EXTRACTED RECORDS START

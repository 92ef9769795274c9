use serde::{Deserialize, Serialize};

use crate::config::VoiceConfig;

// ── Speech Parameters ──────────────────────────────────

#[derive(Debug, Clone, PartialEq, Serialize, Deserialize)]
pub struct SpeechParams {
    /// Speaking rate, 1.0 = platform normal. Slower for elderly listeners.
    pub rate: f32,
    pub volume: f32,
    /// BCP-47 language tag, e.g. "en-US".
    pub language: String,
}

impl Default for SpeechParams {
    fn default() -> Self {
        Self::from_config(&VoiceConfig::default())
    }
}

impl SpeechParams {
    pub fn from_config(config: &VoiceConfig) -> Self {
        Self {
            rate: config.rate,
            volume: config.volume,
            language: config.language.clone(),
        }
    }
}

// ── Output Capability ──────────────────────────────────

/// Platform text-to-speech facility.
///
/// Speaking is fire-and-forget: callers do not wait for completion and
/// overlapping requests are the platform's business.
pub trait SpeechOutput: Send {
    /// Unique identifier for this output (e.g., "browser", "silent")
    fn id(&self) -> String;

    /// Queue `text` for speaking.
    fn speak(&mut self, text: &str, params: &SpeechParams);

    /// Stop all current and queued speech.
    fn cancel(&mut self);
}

EXTRACTED RECORDS END
EXTRACTED RECORDS START

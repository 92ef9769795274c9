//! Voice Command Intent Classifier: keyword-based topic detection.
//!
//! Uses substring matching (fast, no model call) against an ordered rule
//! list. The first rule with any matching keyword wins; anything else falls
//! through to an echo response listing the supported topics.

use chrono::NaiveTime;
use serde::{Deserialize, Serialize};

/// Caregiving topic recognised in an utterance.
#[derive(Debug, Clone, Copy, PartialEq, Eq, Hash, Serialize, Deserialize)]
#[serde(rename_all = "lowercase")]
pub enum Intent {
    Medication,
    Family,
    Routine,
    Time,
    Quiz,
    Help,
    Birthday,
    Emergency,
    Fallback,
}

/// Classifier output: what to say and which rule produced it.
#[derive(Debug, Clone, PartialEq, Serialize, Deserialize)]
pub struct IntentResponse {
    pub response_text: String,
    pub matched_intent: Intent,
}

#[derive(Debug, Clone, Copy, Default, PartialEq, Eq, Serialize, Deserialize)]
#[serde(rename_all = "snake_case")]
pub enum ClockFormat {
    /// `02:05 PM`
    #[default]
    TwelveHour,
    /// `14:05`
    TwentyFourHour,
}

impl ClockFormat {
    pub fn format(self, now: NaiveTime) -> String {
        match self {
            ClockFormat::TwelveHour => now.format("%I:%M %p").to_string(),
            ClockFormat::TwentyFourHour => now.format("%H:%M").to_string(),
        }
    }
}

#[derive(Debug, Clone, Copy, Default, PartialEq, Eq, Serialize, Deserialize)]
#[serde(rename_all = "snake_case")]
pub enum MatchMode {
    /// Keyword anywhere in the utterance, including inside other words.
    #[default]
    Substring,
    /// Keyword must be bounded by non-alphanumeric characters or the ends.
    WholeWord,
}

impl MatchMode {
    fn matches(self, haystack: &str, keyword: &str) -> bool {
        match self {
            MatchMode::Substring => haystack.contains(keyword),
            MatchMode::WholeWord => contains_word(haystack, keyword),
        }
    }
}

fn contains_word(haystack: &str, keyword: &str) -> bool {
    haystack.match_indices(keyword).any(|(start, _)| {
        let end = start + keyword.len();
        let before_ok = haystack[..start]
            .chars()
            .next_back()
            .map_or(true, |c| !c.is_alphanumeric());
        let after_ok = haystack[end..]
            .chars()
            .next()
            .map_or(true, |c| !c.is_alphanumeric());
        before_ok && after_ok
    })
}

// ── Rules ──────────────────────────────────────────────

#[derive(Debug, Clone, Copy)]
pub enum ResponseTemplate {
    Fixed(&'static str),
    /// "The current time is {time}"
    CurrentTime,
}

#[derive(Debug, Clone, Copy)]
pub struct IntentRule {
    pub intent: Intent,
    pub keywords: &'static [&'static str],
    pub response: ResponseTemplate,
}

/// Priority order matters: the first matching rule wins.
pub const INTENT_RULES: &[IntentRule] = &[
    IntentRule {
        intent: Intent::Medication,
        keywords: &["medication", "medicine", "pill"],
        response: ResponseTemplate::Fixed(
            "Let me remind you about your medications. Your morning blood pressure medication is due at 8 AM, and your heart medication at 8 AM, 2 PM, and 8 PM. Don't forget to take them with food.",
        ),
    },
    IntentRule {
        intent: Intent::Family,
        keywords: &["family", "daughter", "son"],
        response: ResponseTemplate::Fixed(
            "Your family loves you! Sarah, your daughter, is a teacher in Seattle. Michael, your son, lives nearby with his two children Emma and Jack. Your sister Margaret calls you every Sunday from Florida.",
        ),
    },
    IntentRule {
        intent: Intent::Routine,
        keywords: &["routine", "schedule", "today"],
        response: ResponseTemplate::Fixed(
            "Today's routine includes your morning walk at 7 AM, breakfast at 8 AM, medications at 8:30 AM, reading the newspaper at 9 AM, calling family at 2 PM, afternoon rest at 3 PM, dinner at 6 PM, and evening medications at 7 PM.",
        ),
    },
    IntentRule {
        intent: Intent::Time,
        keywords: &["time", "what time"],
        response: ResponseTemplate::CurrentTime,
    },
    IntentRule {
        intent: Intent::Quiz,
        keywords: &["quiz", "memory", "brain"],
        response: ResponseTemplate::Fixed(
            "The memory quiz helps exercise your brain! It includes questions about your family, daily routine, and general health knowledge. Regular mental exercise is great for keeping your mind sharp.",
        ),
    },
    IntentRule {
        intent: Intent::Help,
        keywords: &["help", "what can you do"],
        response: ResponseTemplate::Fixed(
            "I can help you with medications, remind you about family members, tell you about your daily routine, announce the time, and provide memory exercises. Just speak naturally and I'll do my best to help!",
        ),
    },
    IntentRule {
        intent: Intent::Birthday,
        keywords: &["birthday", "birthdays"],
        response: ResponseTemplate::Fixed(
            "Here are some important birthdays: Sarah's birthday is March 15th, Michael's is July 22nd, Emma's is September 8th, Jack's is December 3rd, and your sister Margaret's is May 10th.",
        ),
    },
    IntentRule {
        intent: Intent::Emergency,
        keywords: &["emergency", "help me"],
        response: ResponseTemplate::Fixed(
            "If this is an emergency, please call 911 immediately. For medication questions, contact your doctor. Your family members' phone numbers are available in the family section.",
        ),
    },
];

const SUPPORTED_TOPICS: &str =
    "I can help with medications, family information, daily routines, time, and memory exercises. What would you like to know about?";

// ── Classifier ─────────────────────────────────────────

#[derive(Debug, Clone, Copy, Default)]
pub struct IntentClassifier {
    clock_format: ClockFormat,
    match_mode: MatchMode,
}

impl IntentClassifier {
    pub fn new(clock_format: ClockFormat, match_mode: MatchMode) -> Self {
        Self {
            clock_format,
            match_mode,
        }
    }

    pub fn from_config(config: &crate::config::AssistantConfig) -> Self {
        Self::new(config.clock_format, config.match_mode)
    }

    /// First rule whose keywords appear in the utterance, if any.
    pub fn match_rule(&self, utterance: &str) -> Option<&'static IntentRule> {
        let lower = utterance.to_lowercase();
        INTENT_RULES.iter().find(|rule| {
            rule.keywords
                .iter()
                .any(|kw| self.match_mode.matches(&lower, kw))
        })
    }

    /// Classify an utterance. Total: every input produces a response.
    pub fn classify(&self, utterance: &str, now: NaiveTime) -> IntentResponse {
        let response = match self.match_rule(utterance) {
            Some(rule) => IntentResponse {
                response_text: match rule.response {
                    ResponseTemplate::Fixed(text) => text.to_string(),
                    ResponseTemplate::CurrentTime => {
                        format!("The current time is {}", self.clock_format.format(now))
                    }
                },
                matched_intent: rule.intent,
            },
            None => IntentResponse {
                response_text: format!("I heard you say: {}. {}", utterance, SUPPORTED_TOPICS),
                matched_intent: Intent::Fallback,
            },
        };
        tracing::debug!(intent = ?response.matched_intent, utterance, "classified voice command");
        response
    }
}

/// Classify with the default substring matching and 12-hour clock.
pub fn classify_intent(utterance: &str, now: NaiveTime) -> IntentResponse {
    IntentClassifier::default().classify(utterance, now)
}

EXTRACTED RECORDS END

> WHAT THE EXERCISE ASKS
Determine how many lines in the listing above hold the word "enum", answering with the number only.

> RESPONSE FOR THIS EXERCISE
4